Abnormal intracellular PrP localization and impairment of VSV-G transport in human fibroblasts from carriers of the FFI mutation.A, to visualize PrP on the cell surface, human fibroblasts (HFs) from noncarriers (WT) and carriers of the PRNP D178N mutation (FFI) were immunostained with anti-PrP antibody 6H4 before fixation and application of Alexa Fluor 488 (green)-conjugated secondary antibody and staining with Hoechst 33258 (blue) to visualize the nuclei. To investigate the intracellular distribution of PrP, cells were fixed and permeabilized before immunostaining. B, FFI HFs were fixed, permeabilized, and immunostained with anti-PrP and anti-giantin antibodies, followed by Alexa Fluor-conjugated secondary antibodies. Cells were viewed with green excitation/emission settings to detect PrP, red excitation/emission settings to detect giantin, and UV excitation/emission settings to detect the nuclei.

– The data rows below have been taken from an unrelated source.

use async_trait::async_trait;
use serde_json::json;
use uuid::Uuid;

use crate::agent_trait::Agent;
use crate::types::{AgentResult, Evidence};

/// Weekly seasonality period, in buckets. The pipeline buckets
/// time-series volume daily (spec.md §4.3), so a 7-bucket period is the
/// natural weekly cycle to fit a Fourier term against.
const SEASONAL_PERIOD: f64 = 7.0;

/// Minimum number of observations before a forecast is considered more
/// than a guess. Below this, `ForecastingAgent` still answers but caps
/// confidence at a token value.
const MIN_POINTS_FOR_CONFIDENCE: usize = 4;

/// Routed to on the FORECAST intent (spec.md glossary). Wraps a seasonal
/// regression — linear trend plus one Fourier harmonic — fit over the
/// retrieved time-series window. Side-effect free and deterministic: the
/// same window always produces the same forecast, with no RNG involved.
pub struct ForecastingAgent;

struct Fit {
    trend_slope: f64,
    trend_intercept: f64,
    seasonal_amplitude: f64,
    seasonal_phase: f64,
    residual_stddev: f64,
}

fn fit_series(values: &[f64]) -> Fit {
    let n = values.len() as f64;
    let xs: Vec<f64> = (0..values.len()).map(|i| i as f64).collect();

    let mean_x = xs.iter().sum::<f64>() / n;
    let mean_y = values.iter().sum::<f64>() / n;

    let mut cov = 0.0;
    let mut var_x = 0.0;
    for (x, y) in xs.iter().zip(values.iter()) {
        cov += (x - mean_x) * (y - mean_y);
        var_x += (x - mean_x) * (x - mean_x);
    }
    let slope = if var_x.abs() < f64::EPSILON { 0.0 } else { cov / var_x };
    let intercept = mean_y - slope * mean_x;

    // Fit one Fourier harmonic against the trend's residual, via the
    // standard projection onto sin/cos basis vectors at the seasonal
    // frequency.
    let omega = 2.0 * std::f64::consts::PI / SEASONAL_PERIOD;
    let mut sum_sin = 0.0;
    let mut sum_cos = 0.0;
    let mut sum_sin2 = 0.0;
    let mut sum_cos2 = 0.0;
    let detrended: Vec<f64> = xs
        .iter()
        .zip(values.iter())
        .map(|(x, y)| y - (intercept + slope * x))
        .collect();
    for (x, r) in xs.iter().zip(detrended.iter()) {
        let s = (omega * x).sin();
        let c = (omega * x).cos();
        sum_sin += r * s;
        sum_cos += r * c;
        sum_sin2 += s * s;
        sum_cos2 += c * c;
    }
    let coef_sin = if sum_sin2.abs() < f64::EPSILON { 0.0 } else { sum_sin / sum_sin2 };
    let coef_cos = if sum_cos2.abs() < f64::EPSILON { 0.0 } else { sum_cos / sum_cos2 };
    let amplitude = (coef_sin * coef_sin + coef_cos * coef_cos).sqrt();
    let phase = coef_cos.atan2(coef_sin);

    let mut sq_err = 0.0;
    for (i, (x, y)) in xs.iter().zip(values.iter()).enumerate() {
        let seasonal = amplitude * (omega * x + phase).sin();
        let predicted = intercept + slope * x + seasonal;
        let err = y - predicted;
        sq_err += err * err;
        let _ = i;
    }
    let residual_stddev = (sq_err / n).sqrt();

    Fit {
        trend_slope: slope,
        trend_intercept: intercept,
        seasonal_amplitude: amplitude,
        seasonal_phase: phase,
        residual_stddev,
    }
}

impl ForecastingAgent {
    fn forecast(evidence: &Evidence) -> Option<(f64, f64, f64, f64, usize)> {
        if evidence.timeseries.points.is_empty() {
            return None;
        }
        let values: Vec<f64> = evidence
            .timeseries
            .points
            .iter()
            .map(|p| p.amount.to_string().parse::<f64>().unwrap_or(0.0))
            .collect();
        let fit = fit_series(&values);

        let next_x = values.len() as f64;
        let omega = 2.0 * std::f64::consts::PI / SEASONAL_PERIOD;
        let trend_component = fit.trend_intercept + fit.trend_slope * next_x;
        let seasonal_component = fit.seasonal_amplitude * (omega * next_x + fit.seasonal_phase).sin();
        let point = trend_component + seasonal_component;

        // 80% interval under a normal residual assumption; z = 1.2816.
        let z = 1.2816;
        let lower = point - z * fit.residual_stddev;
        let upper = point + z * fit.residual_stddev;

        Some((point, lower, upper, fit.trend_slope, values.len()))
    }
}

#[async_trait]
impl Agent for ForecastingAgent {
    fn name(&self) -> &'static str {
        "ForecastingAgent"
    }

    async fn run(&self, _task_id: Uuid, _query: &str, evidence: &Evidence) -> AgentResult {
        match Self::forecast(evidence) {
            None => AgentResult {
                agent: self.name().to_string(),
                summary: "no time-series history available to forecast from".to_string(),
                metrics: json!({}),
                confidence: 0.0,
                rationale: "empty_evidence".to_string(),
            },
            Some((point, lower, upper, slope, n)) => {
                let trend_label = if slope > 0.01 {
                    "rising"
                } else if slope < -0.01 {
                    "falling"
                } else {
                    "flat"
                };
                let confidence = if n >= MIN_POINTS_FOR_CONFIDENCE {
                    (0.4 + (n as f64 / 30.0)).min(0.9)
                } else {
                    0.2
                };
                AgentResult {
                    agent: self.name().to_string(),
                    summary: format!("next-period forecast {point:.2} ({trend_label} trend), 80% interval [{lower:.2}, {upper:.2}]"),
                    metrics: json!({
                        "point": point,
                        "lower": lower,
                        "upper": upper,
                        "trend": trend_label,
                        "observations": n,
                    }),
                    confidence,
                    rationale: "seasonal_regression".to_string(),
                }
            }
        }
    }
}

#[cfg(test)]
mod tests {
    use super::*;
    use crate::types::{TimeSeriesPoint, TimeSeriesWindow};
    use rust_decimal::Decimal;

    fn window_with(amounts: &[i64]) -> Evidence {
        let bank_id = Uuid::new_v4();
        let now = chrono::Utc::now();
        Evidence {
            bank_id,
            vector_hits: vec![],
            graph_neighborhoods: vec![],
            timeseries: TimeSeriesWindow {
                bank_id,
                from: now,
                to: now,
                total_amount: Decimal::ZERO,
                points: amounts
                    .iter()
                    .map(|a| TimeSeriesPoint { bucket_time: now, amount: Decimal::new(*a, 0) })
                    .collect(),
            },
        }
    }

    #[tokio::test]
    async fn forecast_is_deterministic_for_the_same_window() {
        let evidence = window_with(&[100, 110, 120, 130, 140, 150, 160, 170]);
        let a = ForecastingAgent.run(Uuid::new_v4(), "forecast", &evidence).await;
        let b = ForecastingAgent.run(Uuid::new_v4(), "forecast", &evidence).await;
        assert_eq!(a.metrics, b.metrics);
    }

    #[tokio::test]
    async fn rising_series_is_labeled_rising() {
        let evidence = window_with(&[10, 20, 30, 40, 50, 60, 70, 80]);
        let result = ForecastingAgent.run(Uuid::new_v4(), "forecast", &evidence).await;
        assert_eq!(result.metrics["trend"], "rising");
    }

    #[tokio::test]
    async fn empty_window_yields_zero_confidence() {
        let evidence = window_with(&[]);
        let result = ForecastingAgent.run(Uuid::new_v4(), "forecast", &evidence).await;
        assert_eq!(result.confidence, 0.0);
    }
}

Scale bar 15 μm. C, HFs were infected with VSV at 32 °C for 1 h, washed, and cultured at 35 °C for 4 h. Cells were fixed and immunostained with monoclonal anti-VSV-G and polyclonal anti-GM130 antibodies, followed by Alexa Fluor-conjugated IgG secondary antibodies. Scale bar 10 μm. D, the normalized fluorescent density of VSV-G in the Golgi was measured and expressed as fold change over WT. Each bar indicates the mean ± SEM of 209 WT and 211 FFI cells (four independent lines each). ∗∗∗∗p < 0.0001 by unpaired t-test. Scale bar 10 μm.